274 del 2000, il lavoro di pubblica utilita' ha una durata
corrispondente a quella della sanzione detentiva irrogata.
Esso puo' essere disposto anche nelle strutture private
autorizzate ai sensi dell'articolo 116, previo consenso
delle stesse. In caso di violazione degli obblighi connessi
allo svolgimento del lavoro di pubblica utilita', in deroga
a quanto previsto dal citato articolo 54 del decreto
legislativo n. 274 del 2000, su richiesta del pubblico
ministero o d'ufficio, il giudice che procede, o quello
dell'esecuzione, con le formalita' di cui all'articolo 666
del codice di procedura penale, tenuto conto dell'entita'
dei motivi e delle circostanze della violazione, dispone la
revoca della pena con conseguente ripristino di quella
sostituita. Avverso tale provvedimento di revoca e' ammesso
ricorso per cassazione, che non ha effetto sospensivo. Il
lavoro di pubblica utilita' puo' sostituire la pena per non
piu' di due volte.
5-ter. La disposizione di cui al comma 5-bis si
applica anche nell'ipotesi di reato diverso da quelli di
cui al comma 5, commesso, per una sola volta, da persona
tossicodipendente o da assuntore abituale di sostanze
stupefacenti o psicotrope e in relazione alla propria
condizione di dipendenza o di assuntore abituale, per il
quale il giudice infligga una pena non superiore ad un anno
di detenzione, salvo che si tratti di reato previsto
dall'articolo 407, comma 2, lettera a), del codice di
procedura penale o di reato contro la persona.

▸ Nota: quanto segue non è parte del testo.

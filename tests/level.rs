//! Tests for the level registry.

use logtree::level::{self, LevelRegistry};
use logtree::{Error, LevelSpec};

#[test]
fn builtin_names_resolve_case_insensitively() {
    let registry = LevelRegistry::new();
    assert_eq!(registry.resolve("debug").unwrap(), level::DEBUG);
    assert_eq!(registry.resolve("DEBUG").unwrap(), level::DEBUG);
    assert_eq!(registry.resolve("Warning").unwrap(), level::WARNING);
    assert_eq!(registry.resolve("silent").unwrap(), level::SILENT);
}

#[test]
fn aliases_resolve_to_canonical_values() {
    let registry = LevelRegistry::new();
    assert_eq!(registry.resolve("warn").unwrap(), level::WARNING);
    assert_eq!(registry.resolve("err").unwrap(), level::ERROR);
    assert_eq!(registry.resolve("fatal").unwrap(), level::CRITICAL);
    // Aliases never become canonical names.
    assert_eq!(registry.name_of(level::WARNING), "WARNING");
}

#[test]
fn integer_specs_pass_through_unchanged() {
    let registry = LevelRegistry::new();
    assert_eq!(registry.resolve(17).unwrap(), 17);
    assert_eq!(registry.resolve(level::INHERIT).unwrap(), level::INHERIT);
}

#[test]
fn unknown_name_is_an_error() {
    let registry = LevelRegistry::new();
    assert!(matches!(
        registry.resolve("nope"),
        Err(Error::UnknownLevel(name)) if name == "nope"
    ));
}

#[test]
fn register_custom_level() {
    let mut registry = LevelRegistry::new();
    registry.register(22, "NOTICE").unwrap();
    assert_eq!(registry.resolve("notice").unwrap(), 22);
    assert_eq!(registry.name_of(22), "NOTICE");
    assert!(registry.contains_name("notice"));
    assert!(!registry.contains_name("remark"));
}

#[test]
fn register_is_idempotent() {
    let mut registry = LevelRegistry::new();
    registry.register(22, "NOTICE").unwrap();
    registry.register(22, "notice").unwrap();
    registry.register(22, "NOTICE").unwrap();
    assert_eq!(registry.resolve("notice").unwrap(), 22);
}

#[test]
fn register_rejects_name_bound_to_different_value() {
    let mut registry = LevelRegistry::new();
    registry.register(22, "NOTICE").unwrap();
    assert!(matches!(
        registry.register(23, "NOTICE"),
        Err(Error::LevelConflict { .. })
    ));
}

#[test]
fn register_rejects_value_bound_to_different_name() {
    let mut registry = LevelRegistry::new();
    registry.register(22, "NOTICE").unwrap();
    assert!(matches!(
        registry.register(22, "REMARK"),
        Err(Error::LevelConflict { .. })
    ));
    // Builtins are bindings too.
    assert!(matches!(
        registry.register(level::DEBUG, "VERBOSE"),
        Err(Error::LevelConflict { .. })
    ));
}

#[test]
fn register_rejects_non_positive_values() {
    let mut registry = LevelRegistry::new();
    assert!(matches!(
        registry.register(0, "ZERO"),
        Err(Error::InvalidLevel { value: 0, .. })
    ));
    assert!(matches!(
        registry.register(-5, "NEGATIVE"),
        Err(Error::InvalidLevel { value: -5, .. })
    ));
}

#[test]
fn name_of_is_lenient_for_unregistered_values() {
    let registry = LevelRegistry::new();
    assert_eq!(registry.name_of(999), "Level 999");
    assert_eq!(registry.name_of(level::INHERIT), "NOTSET");
}

#[test]
fn name_of_strict_fails_for_unregistered_values() {
    let registry = LevelRegistry::new();
    assert!(registry.name_of_strict(level::INFO).is_ok());
    assert!(matches!(
        registry.name_of_strict(999),
        Err(Error::UnknownLevel(_))
    ));
}

#[test]
fn level_order_is_ascending() {
    for pair in level::LEVEL_ORDER.windows(2) {
        assert!(pair[0].1 < pair[1].1, "{} >= {}", pair[0].0, pair[1].0);
    }
}

#[test]
fn spec_conversions() {
    assert_eq!(LevelSpec::from(10), LevelSpec::Value(10));
    assert_eq!(LevelSpec::from("info"), LevelSpec::Name("info".to_string()));
    assert_eq!(
        LevelSpec::from(String::from("info")),
        LevelSpec::Name("info".to_string())
    );
}
//! Direct `Hierarchy` construction would require knowing every default's
//! interaction — the builder hides that behind a stepwise API.

use super::{Defaults, Hierarchy, NodeFactory, NodeOptions};
use crate::error::Error;
use crate::fmt::{ColorMode, TagConfig};
use crate::level::{LevelRegistry, LevelSpec, LevelValue};

/// Stepwise configuration for a new logger tree.
#[derive(Default)]
pub struct HierarchyBuilder {
    root_level: Option<LevelSpec>,
    default_level: Option<String>,
    env_vars: Vec<String>,
    logger_name: Option<String>,
    propagate: Option<bool>,
    color: ColorMode,
    tags: Option<TagConfig>,
    custom_levels: Vec<(LevelValue, String)>,
    factory: Option<NodeFactory>,
}

impl HierarchyBuilder {
    #[must_use]
    pub fn new() -> Self {
        Self::default()
    }

    /// Explicit level for the root node. Without it the root inherits, and the
    /// registered default level decides.
    #[must_use]
    pub fn root_level(mut self, spec: impl Into<LevelSpec>) -> Self {
        self.root_level = Some(spec.into());
        self
    }

    /// Default level name used when an inherit walk runs out of ancestors.
    #[must_use]
    pub fn default_level(mut self, name: impl Into<String>) -> Self {
        self.default_level = Some(name.into());
        self
    }

    /// Adds one environment variable to the default-level probe list.
    #[must_use]
    pub fn env_var(mut self, var: impl Into<String>) -> Self {
        self.env_vars.push(var.into());
        self
    }

    /// Replaces the whole default-level probe list.
    #[must_use]
    pub fn env_vars(mut self, vars: Vec<String>) -> Self {
        self.env_vars = vars;
        self
    }

    /// Name preferred over module-path inference in `get_for_module`.
    #[must_use]
    pub fn logger_name(mut self, name: impl Into<String>) -> Self {
        self.logger_name = Some(name.into());
        self
    }

    /// Propagation default for newly created nodes.
    #[must_use]
    pub const fn propagate(mut self, propagate: bool) -> Self {
        self.propagate = Some(propagate);
        self
    }

    /// Color decision for managed handlers; `Auto` consults the environment.
    #[must_use]
    pub const fn color(mut self, mode: ColorMode) -> Self {
        self.color = mode;
        self
    }

    /// Tag styles shared by every managed handler in the tree.
    #[must_use]
    pub fn tags(mut self, tags: TagConfig) -> Self {
        self.tags = Some(tags);
        self
    }

    /// Registers a custom level alongside the built-ins.
    #[must_use]
    pub fn level(mut self, value: LevelValue, name: impl Into<String>) -> Self {
        self.custom_levels.push((value, name.into()));
        self
    }

    /// Node strategy deciding each new node's initial options by name.
    #[must_use]
    pub fn node_factory(
        mut self,
        factory: impl Fn(&str) -> NodeOptions + Send + Sync + 'static,
    ) -> Self {
        self.factory = Some(Box::new(factory));
        self
    }

    /// Builds the tree. Custom levels are registered first so the root level
    /// may be given by a custom name.
    ///
    /// # Errors
    /// Level registration conflicts and invalid or unknown root levels.
    pub fn build(self) -> Result<Hierarchy, Error> {
        let mut registry = LevelRegistry::new();
        for (value, name) in &self.custom_levels {
            registry.register(*value, name)?;
        }

        let defaults = Defaults {
            default_level: self.default_level,
            env_vars: self.env_vars,
            logger_name: self.logger_name,
            propagate: self.propagate,
        };

        let hierarchy = Hierarchy::from_parts(
            registry,
            defaults,
            self.color,
            self.tags.unwrap_or_default(),
            self.factory.unwrap_or_else(super::default_factory),
        );

        if let Some(spec) = self.root_level {
            hierarchy.root().set_level(spec)?;
        }

        Ok(hierarchy)
    }
}
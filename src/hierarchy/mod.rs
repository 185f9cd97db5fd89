//! The single shared tree of named loggers: registration, dot-prefix parent
//! linkage, and safe hot-replacement of the root node.
//!
//! There is no process-global state — a `Hierarchy` is created explicitly at
//! startup and cloned wherever logging is needed; clones share one tree.

mod builder;
mod from_config;

pub use builder::HierarchyBuilder;

use std::collections::HashMap;
use std::sync::atomic::{AtomicBool, Ordering};
use std::sync::{Arc, PoisonError, RwLock, Weak};

use crate::error::Error;
use crate::fmt::{ColorMode, TagConfig};
use crate::internal;
use crate::level::{self, LevelRegistry, LevelSpec, LevelValue};
use crate::logger::Logger;
use crate::resolve;
use crate::stream::StreamHub;

/// Initial state handed to a freshly constructed node. `None` fields fall back
/// to the hierarchy's registered defaults.
#[derive(Debug, Clone, Default)]
pub struct NodeOptions {
    /// Explicit level; `level::INHERIT` (the default) walks the ancestors.
    pub level: LevelValue,
    pub propagate: Option<bool>,
    pub disabled: bool,
    pub color: Option<bool>,
}

/// Pluggable node strategy: maps a node name to its initial options. Replaces
/// global logger-class registration — callers who need custom behavior attach
/// their own handlers, which the policy engine never touches.
pub type NodeFactory = Box<dyn Fn(&str) -> NodeOptions + Send + Sync>;

fn default_factory() -> NodeFactory {
    Box::new(|_| NodeOptions::default())
}

/// Settings registered by the embedding application, consulted when a logger
/// has no explicit level and when no explicit name is supplied.
#[derive(Debug, Default)]
pub(crate) struct Defaults {
    pub(crate) default_level: Option<String>,
    pub(crate) env_vars: Vec<String>,
    pub(crate) logger_name: Option<String>,
    pub(crate) propagate: Option<bool>,
}
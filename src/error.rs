//! Unified error type for all logtree operations.

use std::path::PathBuf;

use crate::level::LevelValue;

/// Error type for logtree operations.
#[derive(Debug)]
pub enum Error {
    /// Level value is not a usable severity (zero or negative without inherit intent).
    InvalidLevel { name: String, value: LevelValue },
    /// Level registration collides with an existing name/value binding.
    LevelConflict {
        name: String,
        value: LevelValue,
        existing_name: String,
        existing_value: LevelValue,
    },
    /// Level name not recognized during resolution.
    UnknownLevel(String),
    /// Logger name could not be inferred and none was registered.
    UnresolvedName,
    /// I/O error.
    Io(std::io::Error),
    /// TOML config parsing error.
    ConfigParse(toml::de::Error),
    /// Config directory not found.
    ConfigDirNotFound,
    /// Cyclic include detected in config sources.
    CyclicInclude(PathBuf),
}

impl std::fmt::Display for Error {
    fn fmt(&self, f: &mut std::fmt::Formatter<'_>) -> std::fmt::Result {
        match self {
            Self::InvalidLevel { name, value } => write!(
                f,
                "level '{name}' has value {value}, which is <= 0 and would inherit from the parent; levels must be > 0"
            ),
            Self::LevelConflict {
                name,
                value,
                existing_name,
                existing_value,
            } => write!(
                f,
                "cannot register level '{name}' = {value}: conflicts with existing '{existing_name}' = {existing_value}"
            ),
            Self::UnknownLevel(name) => write!(f, "unknown log level: '{name}'"),
            Self::UnresolvedName => write!(
                f,
                "cannot resolve logger name: none registered and inference found nothing"
            ),
            Self::Io(e) => write!(f, "I/O error: {e}"),
            Self::ConfigParse(e) => write!(f, "parse error: {e}"),
            Self::ConfigDirNotFound => write!(f, "config directory not found"),
            Self::CyclicInclude(p) => write!(f, "cyclic include: {}", p.display()),
        }
    }
}

impl std::error::Error for Error {
    fn source(&self) -> Option<&(dyn std::error::Error + 'static)> {
        match self {
            Self::Io(e) => Some(e),
            Self::ConfigParse(e) => Some(e),
            _ => None,
        }
    }
}

impl From<std::io::Error> for Error {
    fn from(e: std::io::Error) -> Self {
        Self::Io(e)
    }
}

impl From<toml::de::Error> for Error {
    fn from(e: toml::de::Error) -> Self {
        Self::ConfigParse(e)
    }
}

6. Se il fatto e' commesso da tre o piu' persone in
concorso tra loro, la pena e' aumentata.
7. Le pene previste dai commi da 1 a 6 sono diminuite
dalla meta' a due terzi per chi si adopera per evitare che
l'attivita' delittuosa sia portata a conseguenze ulteriori,
anche aiutando concretamente l'autorita' di polizia o
l'autorita' giudiziaria nella sottrazione di risorse
rilevanti per la commissione dei delitti.

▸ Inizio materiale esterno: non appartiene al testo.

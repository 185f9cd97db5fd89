//! Tests for TOML config loading, includes, and hierarchy construction.

use std::fs;

use logtree::{Config, Error, Hierarchy, level};
use tempfile::TempDir;

#[test]
fn missing_file_yields_defaults() {
    let tmp_dir = TempDir::new().unwrap();
    let config = Config::load_from(&tmp_dir.path().join("absent.toml")).unwrap();
    assert!(config.general.level.is_none());
    assert!(config.general.propagate);
    assert_eq!(config.general.colors, "auto");
    assert!(config.levels.is_empty());
}

#[test]
fn empty_file_yields_defaults() {
    let tmp_dir = TempDir::new().unwrap();
    let path = tmp_dir.path().join("empty.toml");
    fs::write(&path, "").unwrap();
    let config = Config::load_from(&path).unwrap();
    assert!(config.resolve.env_vars.is_empty());
}

#[test]
fn full_schema_parses() {
    let tmp_dir = TempDir::new().unwrap();
    let path = tmp_dir.path().join("logtree.toml");
    fs::write(
        &path,
        r#"
[general]
level = "warning"
propagate = false
colors = "never"
timestamps = true

[resolve]
env_vars = ["MYAPP_LOG_LEVEL", "LOG_LEVEL"]
default_level = "info"
logger_name = "myapp"

[levels]
notice = 22
audit = 35
"#,
    )
    .unwrap();

    let config = Config::load_from(&path).unwrap();
    assert_eq!(config.general.level.as_deref(), Some("warning"));
    assert!(!config.general.propagate);
    assert_eq!(config.general.colors, "never");
    assert!(config.general.timestamps);
    assert_eq!(config.resolve.env_vars.len(), 2);
    assert_eq!(config.resolve.default_level.as_deref(), Some("info"));
    assert_eq!(config.levels.get("notice"), Some(&22));
    assert_eq!(config.levels.get("audit"), Some(&35));
}

#[test]
fn sources_merge_without_overriding_the_primary() {
    let tmp_dir = TempDir::new().unwrap();
    let base_path = tmp_dir.path().join("base.toml");
    let child_path = tmp_dir.path().join("child.toml");

    let base_content = format!(
        r#"
source = "{}"

[general]
level = "warning"

[levels]
notice = 22
"#,
        child_path.display()
    );
    fs::write(&base_path, base_content).unwrap();

    fs::write(
        &child_path,
        r#"
[general]
level = "debug"

[resolve]
default_level = "info"

[levels]
notice = 99
audit = 35
"#,
    )
    .unwrap();

    let config = Config::load_from(&base_path).unwrap();
    // Primary file wins on collisions; includes fill the gaps.
    assert_eq!(config.general.level.as_deref(), Some("warning"));
    assert_eq!(config.levels.get("notice"), Some(&22));
    assert_eq!(config.levels.get("audit"), Some(&35));
    assert_eq!(config.resolve.default_level.as_deref(), Some("info"));
}

#[test]
fn missing_source_is_ignored() {
    let tmp_dir = TempDir::new().unwrap();
    let base_path = tmp_dir.path().join("base.toml");
    let base_content = format!(
        r#"
source = "{}"

[levels]
notice = 22
"#,
        tmp_dir.path().join("missing.toml").display()
    );
    fs::write(&base_path, base_content).unwrap();

    let config = Config::load_from(&base_path).unwrap();
    assert_eq!(config.levels.get("notice"), Some(&22));
}

#[test]
fn cyclic_sources_are_detected() {
    let tmp_dir = TempDir::new().unwrap();
    let a_path = tmp_dir.path().join("a.toml");
    let b_path = tmp_dir.path().join("b.toml");

    fs::write(&a_path, format!("source = \"{}\"\n", b_path.display())).unwrap();
    fs::write(&b_path, format!("source = \"{}\"\n", a_path.display())).unwrap();

    assert!(matches!(
        Config::load_from(&a_path),
        Err(Error::CyclicInclude(_))
    ));
}

#[test]
fn from_config_builds_a_working_tree() {
    let tmp_dir = TempDir::new().unwrap();
    let path = tmp_dir.path().join("logtree.toml");
    fs::write(
        &path,
        r#"
[general]
level = "notice"
propagate = false
colors = "never"

[resolve]
env_vars = ["LOGTREE_CONFIG_TEST_UNSET"]

[levels]
notice = 22
"#,
    )
    .unwrap();

    let config = Config::load_from(&path).unwrap();
    let tree = Hierarchy::from_config(&config).unwrap();

    // The custom level is registered and names the root level.
    assert_eq!(tree.root_level(), 22);
    assert_eq!(tree.level_name(22), "NOTICE");
    assert_eq!(tree.level_name_strict(22).unwrap(), "NOTICE");
    assert!(tree.level_name_strict(23).is_err());
    assert_eq!(tree.resolve_level("notice").unwrap(), 22);

    // The propagation default from the file applies to new nodes.
    let node = tree.get_or_create("app");
    assert!(!node.propagate());
    assert_eq!(node.effective_level(), 22);
}

#[test]
fn from_config_rejects_unknown_root_level() {
    let tmp_dir = TempDir::new().unwrap();
    let path = tmp_dir.path().join("logtree.toml");
    fs::write(&path, "[general]\nlevel = \"louder\"\n").unwrap();

    let config = Config::load_from(&path).unwrap();
    assert!(Hierarchy::from_config(&config).is_err());
}

#[test]
fn extract_sources_strips_directives() {
    let (sources, remaining) = logtree::config::extract_sources(
        "source = \"extra.toml\"\n[general]\nlevel = \"info\"\n",
    );
    assert_eq!(sources, vec!["extra.toml"]);
    assert!(!remaining.contains("source"));
    assert!(remaining.contains("[general]"));
}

7-bis. Nel caso di condanna o di applicazione di pena
su richiesta delle parti, a norma dell'articolo 444 del
codice di procedura penale, e' ordinata la confisca delle
cose che ne sono il profitto o il prodotto, salvo che
appartengano a persona estranea al reato, ovvero quando
essa non e' possibile, fatta eccezione per il delitto di
cui al comma 5, la confisca di beni di cui il reo ha la
disponibilita' per un valore corrispondente a tale profitto
o prodotto. Nei casi di cui al periodo precedente, e'
ordinata la confisca, altresi', degli autoveicoli o altri
beni mobili registrati e non registrati che risultino
essere stati utilizzati per la commissione di uno dei fatti
previsti dal presente articolo, ovvero che abbiano
agevolato la commissione degli stessi fatti, salvo che
appartengano a persona estranea al reato.».